New APIs started appearing, but not all of them followed the GData convention. For instance, Prediction API uses JSON format, and so do many others being released recently. Meanwhile, "old" APIs, like Spreadsheets API, began supporting "alternative" formats (e.g. JSON, on the contrary to AtomSub).

So, today Google Data Protocol is actually just a name indicating that it is a data format related to Google (Data) APIs. On some pages you might see a disclaimer saying "Most newer Google APIs are not Google Data APIs". Generally speaking it just means that "newer Google APIs" do not come from the age of AtomSub (XML), they started right from an alternative (e.g. JSON) formats.

API Usage (libraries)

So, how do you use a Google service programmatically? Normally you have two options:

  • read data format/protocol reference and implement the bits of the API you're interested in yourself (who said you need absolutely all of what a particular service can do for your specific needs?)
  • use a library already written by someone else.
In some cases it is simpler and faster to implement an API "client" yourself based on a published description of data format/exchange protocol, especially if you're planning on using a similar functionality offered by different service providers. This is what I did when I wrote SimpleAuth.

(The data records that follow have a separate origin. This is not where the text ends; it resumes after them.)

use std::ffi::OsStr;
use std::fs::{self, DirBuilder, File, OpenOptions};
use std::io;
use std::os::unix::ffi::OsStrExt;
use std::os::unix::fs::{DirBuilderExt, OpenOptionsExt};
use std::path::Path;

const DIRECTORY_MODE: u32 = 0o755;
const FILE_MODE: u32 = 0o644;

/// Create or truncate the file for `resource` below `root`, creating missing directories on the
/// way. An existing component that is not a directory is an error.
pub fn open_for_writing(root: &Path, resource: &[u8]) -> io::Result<File> {
    let mut components = resource
        .split(|&b| b == b'/')
        .filter(|component| !component.is_empty())
        .peekable();
    let mut path = root.to_path_buf();
    while let Some(component) = components.next() {
        path.push(OsStr::from_bytes(component));
        if components.peek().is_none() {
            return OpenOptions::new()
                .write(true)
                .create(true)
                .truncate(true)
                .mode(FILE_MODE)
                .open(&path);
        }
        match fs::metadata(&path) {
            Ok(metadata) if metadata.is_dir() => {}
            Ok(_) => {
                return Err(io::Error::new(
                    io::ErrorKind::AlreadyExists,
                    format!("{} is not a directory", path.display()),
                ))
            }
            Err(e) if e.kind() == io::ErrorKind::NotFound => {
                DirBuilder::new().mode(DIRECTORY_MODE).create(&path)?
            }
            Err(e) => return Err(e),
        }
    }
    Err(io::Error::new(
        io::ErrorKind::InvalidInput,
        "resource names no file",
    ))
}

/// Remove `path` and, for a directory, everything below it. A missing path is not an error.
///
/// Symbolic links are removed, never followed.
pub fn delete_tree(path: &Path) -> io::Result<()> {
    let metadata = match fs::symlink_metadata(path) {
        Ok(metadata) => metadata,
        Err(e) if e.kind() == io::ErrorKind::NotFound => return Ok(()),
        Err(e) => return Err(e),
    };
    if metadata.is_dir() {
        fs::remove_dir_all(path)
    } else {
        fs::remove_file(path)
    }
}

Now, say I want to access my Spreadsheets, Docs List and Picasa Albums programmatically. In this case I wouldn't go for a SimpleAuth approach but use something already written, an API client. Fortunately, there's lot of good stuff out there. In fact, there are so many libraries that, at some point, I felt a little lost.

This brings me to the point of this post. I wanted to make a list of libraries that can help me connect with my data residing on Google's clouds. These are the two written by Google:


So, what's the difference, why do we have two libraries.

Well, GData client is where it started, from the times of the "older Google APIs". For instance, you'll find a Java class representing Atom feed Entry of GData protocol.

On the contrary, Google API Java client is a newer library, supporting formals like JSON, OAuth 2.0 protocol (more on that later) and Android from the start. This library was not written "from scratch" though. Instead, it heavily based on another two libraries:


Which is the one for you, GData Client or Google API Client? It's a good question. In fact, there's a nicely written pros/cons wiki page called Migrating to Google API Java Client.

Let's talk about authentication and authorization now and get back to the two libraries in a minute.

Authentication and Authorization

Recall that, when you access a Google Spreadsheet doc or see a list of your documents on Google Drive using a browser, you are being asked for a password to access those resources on the web. That's authentication.

When you share a Google Doc with your friends or colleagues, you are "authorizing" them to access something that you've created. That's an example of an authorization. Though you probably shouldn't really divide authentication and authorization so strictly. One often comes with the other altogether, hand in hand.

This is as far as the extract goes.